Höfl-Riesch was one of the few skiers who competed in all five disciplines, namely the downhill, super-G, slalom, giant slalom, and combined. The giant slalom may be her weakest, but she had been consistent in the World Cup circuit in the last seven years. She was first in the overall standing in this year's World Cup, until the downhill race in Lenzerheide, Switzerland, where she crashed down. (Austria's Anna Fenninger won the overall title, her first.) Would the native of Garmisch-Partenkirchen changed her mind if she made it to the finish line? Probably not, as she wanted to end her career on a high note.

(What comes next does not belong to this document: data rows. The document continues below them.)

use crate::grading::{GradeBand, Mark, SchoolLevel};
use rusqlite::{Connection, OptionalExtension};
use std::path::Path;
use uuid::Uuid;

pub const DB_FILE_NAME: &str = "gradebook.sqlite3";

pub fn open_db(workspace: &Path) -> anyhow::Result<Connection> {
    std::fs::create_dir_all(workspace)?;
    let db_path = workspace.join(DB_FILE_NAME);
    let conn = Connection::open(db_path)?;
    init_schema(&conn)?;
    Ok(conn)
}

fn init_schema(conn: &Connection) -> anyhow::Result<()> {
    conn.execute(
        "CREATE TABLE IF NOT EXISTS grade_bands(
            id TEXT PRIMARY KEY,
            level TEXT NOT NULL,
            label TEXT NOT NULL,
            comment TEXT,
            min_score REAL NOT NULL,
            max_score REAL NOT NULL,
            grade_point REAL NOT NULL DEFAULT 0,
            updated_at TEXT
        )",
        [],
    )?;
    conn.execute(
        "CREATE INDEX IF NOT EXISTS idx_grade_bands_level ON grade_bands(level, min_score)",
        [],
    )?;

    conn.execute(
        "CREATE TABLE IF NOT EXISTS marks(
            id TEXT PRIMARY KEY,
            level TEXT NOT NULL,
            student_ref TEXT NOT NULL,
            subject_ref TEXT NOT NULL,
            term TEXT NOT NULL,
            year INTEGER NOT NULL,
            score REAL,
            updated_at TEXT,
            UNIQUE(level, student_ref, subject_ref, term, year)
        )",
        [],
    )?;
    conn.execute(
        "CREATE INDEX IF NOT EXISTS idx_marks_student ON marks(level, student_ref, term, year)",
        [],
    )?;

    conn.execute(
        "CREATE TABLE IF NOT EXISTS settings(
            key TEXT PRIMARY KEY,
            value_json TEXT NOT NULL
        )",
        [],
    )?;
    Ok(())
}

fn now_rfc3339() -> String {
    chrono::Utc::now().to_rfc3339()
}

fn band_from_row(r: &rusqlite::Row<'_>) -> rusqlite::Result<GradeBand> {
    Ok(GradeBand {
        id: Some(r.get(0)?),
        label: r.get(1)?,
        comment: r.get(2)?,
        min_score: r.get(3)?,
        max_score: r.get(4)?,
        grade_point: r.get(5)?,
    })
}

/// Ordered by `min_score`, ties by insertion, so first-match lookup is stable.
pub fn bands_for_level(conn: &Connection, level: SchoolLevel) -> anyhow::Result<Vec<GradeBand>> {
    let mut stmt = conn.prepare(
        "SELECT id, label, comment, min_score, max_score, grade_point
         FROM grade_bands
         WHERE level = ?
         ORDER BY min_score, rowid",
    )?;
    let bands = stmt
        .query_map([level.as_str()], band_from_row)?
        .collect::<Result<Vec<_>, _>>()?;
    Ok(bands)
}

pub fn band_level(conn: &Connection, id: &str) -> anyhow::Result<Option<SchoolLevel>> {
    let level: Option<String> = conn
        .query_row("SELECT level FROM grade_bands WHERE id = ?", [id], |r| {
            r.get(0)
        })
        .optional()?;
    Ok(level.and_then(|l| SchoolLevel::parse(&l)))
}

/// Inserts when `band.id` is unset, otherwise updates in place. Returns the id.
pub fn band_upsert(conn: &Connection, level: SchoolLevel, band: &GradeBand) -> anyhow::Result<String> {
    let updated_at = now_rfc3339();
    match band.id.as_deref() {
        Some(id) => {
            let changed = conn.execute(
                "UPDATE grade_bands
                 SET label = ?, comment = ?, min_score = ?, max_score = ?, grade_point = ?, updated_at = ?
                 WHERE id = ? AND level = ?",
                rusqlite::params![
                    band.label.trim(),
                    band.comment,
                    band.min_score,
                    band.max_score,
                    band.grade_point,
                    updated_at,
                    id,
                    level.as_str()
                ],
            )?;
            if changed == 0 {
                anyhow::bail!("grade band not found: {id}");
            }
            Ok(id.to_string())
        }
        None => {
            let id = Uuid::new_v4().to_string();
            conn.execute(
                "INSERT INTO grade_bands(id, level, label, comment, min_score, max_score, grade_point, updated_at)
                 VALUES(?, ?, ?, ?, ?, ?, ?, ?)",
                rusqlite::params![
                    id,
                    level.as_str(),
                    band.label.trim(),
                    band.comment,
                    band.min_score,
                    band.max_score,
                    band.grade_point,
                    updated_at
                ],
            )?;
            Ok(id)
        }
    }
}

pub fn band_delete(conn: &Connection, id: &str) -> anyhow::Result<bool> {
    let changed = conn.execute("DELETE FROM grade_bands WHERE id = ?", [id])?;
    Ok(changed > 0)
}

/// Replaces the whole band table for one level in a single transaction.
pub fn bands_replace_level(
    conn: &mut Connection,
    level: SchoolLevel,
    bands: &[GradeBand],
) -> anyhow::Result<Vec<String>> {
    let tx = conn.transaction()?;
    tx.execute("DELETE FROM grade_bands WHERE level = ?", [level.as_str()])?;
    let mut ids = Vec::with_capacity(bands.len());
    for b in bands {
        let fresh = GradeBand {
            id: None,
            ..b.clone()
        };
        ids.push(band_upsert(&tx, level, &fresh)?);
    }
    tx.commit()?;
    Ok(ids)
}

pub struct MarkKey<'a> {
    pub level: SchoolLevel,
    pub student_ref: &'a str,
    pub subject_ref: &'a str,
    pub term: &'a str,
    pub year: i64,
}

pub fn mark_upsert(conn: &Connection, key: &MarkKey<'_>, score: Option<f64>) -> anyhow::Result<String> {
    let existing: Option<String> = conn
        .query_row(
            "SELECT id FROM marks
             WHERE level = ? AND student_ref = ? AND subject_ref = ? AND term = ? AND year = ?",
            rusqlite::params![
                key.level.as_str(),
                key.student_ref,
                key.subject_ref,
                key.term,
                key.year
            ],
            |r| r.get(0),
        )
        .optional()?;
    let updated_at = now_rfc3339();
    if let Some(id) = existing {
        conn.execute(
            "UPDATE marks SET score = ?, updated_at = ? WHERE id = ?",
            rusqlite::params![score, updated_at, id],
        )?;
        return Ok(id);
    }
    let id = Uuid::new_v4().to_string();
    conn.execute(
        "INSERT INTO marks(id, level, student_ref, subject_ref, term, year, score, updated_at)
         VALUES(?, ?, ?, ?, ?, ?, ?, ?)",
        rusqlite::params![
            id,
            key.level.as_str(),
            key.student_ref,
            key.subject_ref,
            key.term,
            key.year,
            score,
            updated_at
        ],
    )?;
    Ok(id)
}

pub fn mark_delete(conn: &Connection, id: &str) -> anyhow::Result<bool> {
    let changed = conn.execute("DELETE FROM marks WHERE id = ?", [id])?;
    Ok(changed > 0)
}

fn mark_from_row(r: &rusqlite::Row<'_>) -> rusqlite::Result<Mark> {
    Ok(Mark {
        id: r.get(0)?,
        student_ref: r.get(1)?,
        subject_ref: r.get(2)?,
        term: r.get(3)?,
        year: r.get(4)?,
        score: r.get(5)?,
    })
}

/// One student's score set for a term, in entry order.
pub fn marks_for_student(
    conn: &Connection,
    level: SchoolLevel,
    student_ref: &str,
    term: &str,
    year: i64,
) -> anyhow::Result<Vec<Mark>> {
    let mut stmt = conn.prepare(
        "SELECT id, student_ref, subject_ref, term, year, score
         FROM marks
         WHERE level = ? AND student_ref = ? AND term = ? AND year = ?
         ORDER BY rowid",
    )?;
    let marks = stmt
        .query_map(
            rusqlite::params![level.as_str(), student_ref, term, year],
            mark_from_row,
        )?
        .collect::<Result<Vec<_>, _>>()?;
    Ok(marks)
}

pub fn marks_for_subject(
    conn: &Connection,
    key: &MarkKey<'_>,
) -> anyhow::Result<Vec<Mark>> {
    let mut stmt = conn.prepare(
        "SELECT id, student_ref, subject_ref, term, year, score
         FROM marks
         WHERE level = ? AND student_ref = ? AND subject_ref = ? AND term = ? AND year = ?
         ORDER BY rowid",
    )?;
    let marks = stmt
        .query_map(
            rusqlite::params![
                key.level.as_str(),
                key.student_ref,
                key.subject_ref,
                key.term,
                key.year
            ],
            mark_from_row,
        )?
        .collect::<Result<Vec<_>, _>>()?;
    Ok(marks)
}

pub fn settings_get_json(conn: &Connection, key: &str) -> anyhow::Result<Option<serde_json::Value>> {
    let raw: Option<String> = conn
        .query_row("SELECT value_json FROM settings WHERE key = ?", [key], |r| {
            r.get(0)
        })
        .optional()?;
    match raw {
        Some(s) => Ok(Some(serde_json::from_str(&s)?)),
        None => Ok(None),
    }
}

pub fn settings_set_json(conn: &Connection, key: &str, value: &serde_json::Value) -> anyhow::Result<()> {
    conn.execute(
        "INSERT INTO settings(key, value_json) VALUES(?, ?)
         ON CONFLICT(key) DO UPDATE SET value_json = excluded.value_json",
        (key, serde_json::to_string(value)?),
    )?;
    Ok(())
}
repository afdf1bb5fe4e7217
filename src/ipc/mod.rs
mod error;
mod handlers;
mod helpers;
mod router;
mod types;

pub use handlers::core::open_workspace;
pub use router::handle_request;
pub use types::{AppState, Request};
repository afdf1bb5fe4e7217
//! Tracing setup for the sidecar.
//!
//! stdout carries the IPC protocol, so every log line goes to stderr.
//! `RUST_LOG` filters as usual (default `info`); `GRADEBOOKD_LOG_FORMAT=json`
//! switches to newline-delimited JSON.

use tracing_subscriber::layer::SubscriberExt;
use tracing_subscriber::util::SubscriberInitExt;
use tracing_subscriber::{fmt, EnvFilter};

pub const LOG_FORMAT_ENV: &str = "GRADEBOOKD_LOG_FORMAT";

pub fn init_tracing() {
    let env_filter = EnvFilter::try_from_default_env().unwrap_or_else(|_| EnvFilter::new("info"));
    let json = std::env::var(LOG_FORMAT_ENV)
        .map(|v| v.trim().eq_ignore_ascii_case("json"))
        .unwrap_or(false);

    // try_init: a second call is a no-op.
    if json {
        tracing_subscriber::registry()
            .with(env_filter)
            .with(fmt::layer().with_target(false).with_writer(std::io::stderr).json())
            .try_init()
            .ok();
    } else {
        tracing_subscriber::registry()
            .with(env_filter)
            .with(
                fmt::layer()
                    .with_target(false)
                    .with_ansi(false)
                    .with_writer(std::io::stderr),
            )
            .try_init()
            .ok();
    }
}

An Olympic medal was what she wanted more, and she got two at Rosa Khutor.
Höfl-Riesch's departure won't leave a void in the German team; Viktoria Rebensburg, gold medal winner in the women's giant slalom in Vancouver, is still competing. Then there's Felix Neureuther, son of Rosi Mittermaier, another double Olympic winner. But it may take some time before there'll be another all-around skier like Höfl-Riesch.